I have this data
i want to get the adress data of it i was thinking to use the regex based extraction as it is the best possible way to extract the exact data
there are 2 scenario in this
first doc (doc same but position of the adress field is below, with bare minimum 5 words to classify the doc)
second doc(doc same but position of aress field is on the right side , with the ‘same’ 5 words to classify the doc )
for both doc there are only 5 words (same 5 words) now in this it gets identify that its a adhar card style doc but the issue is with the position of the adress field which dosent gets idently becz of the position is changing
third issue is that the position of images are not fixed they are maybe little tilted or the aress position of the same axis are maye zomed in/out a litle
so for this reasons form extractor is out of question and same with ml extractor as it is also not provideing any data properly i tried the IDCards endpoint for it
so the solution i came up with was to use regex and extract data after the lable ‘Adress’
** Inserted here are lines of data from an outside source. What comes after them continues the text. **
//! Centralized serialization and deserialization functions.
//!
//! A unified interface for encoding and decoding persisted registry data
//! using postcard, with consistent error handling via snafu. Audit events
//! use their own JSON wire format (see [`crate::events`]); this codec covers
//! everything that lands in a snapshot file.

use serde::{Serialize, de::DeserializeOwned};
use snafu::Snafu;

/// Error type for codec operations.
#[derive(Debug, Snafu)]
pub enum CodecError {
    /// Encoding failed.
    #[snafu(display("encoding failed: {source}"))]
    Encode {
        /// The underlying postcard error.
        source: postcard::Error,
    },

    /// Decoding failed.
    #[snafu(display("decoding failed: {source}"))]
    Decode {
        /// The underlying postcard error.
        source: postcard::Error,
    },
}

/// Encodes a value to bytes using postcard serialization.
///
/// # Errors
///
/// Returns `CodecError::Encode` if serialization fails.
pub fn encode<T: Serialize>(value: &T) -> Result<Vec<u8>, CodecError> {
    postcard::to_allocvec(value).map_err(|source| CodecError::Encode { source })
}

/// Decodes bytes to a value using postcard deserialization.
///
/// # Errors
///
/// Returns `CodecError::Decode` if deserialization fails.
pub fn decode<T: DeserializeOwned>(bytes: &[u8]) -> Result<T, CodecError> {
    postcard::from_bytes(bytes).map_err(|source| CodecError::Decode { source })
}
but what the issue im getting main is with the ocr itslef too for some docs in this
so like im getting some garbage data in between , i also just view the text only option and it is giving the same issue the garbage data is there too
my guess are it is maybe becuase of the hindi language adress that is used next to the english adress
this are some regex expressions i used
(?<=Address:\s).$
(?<=Address:\s).(?<=\d{6})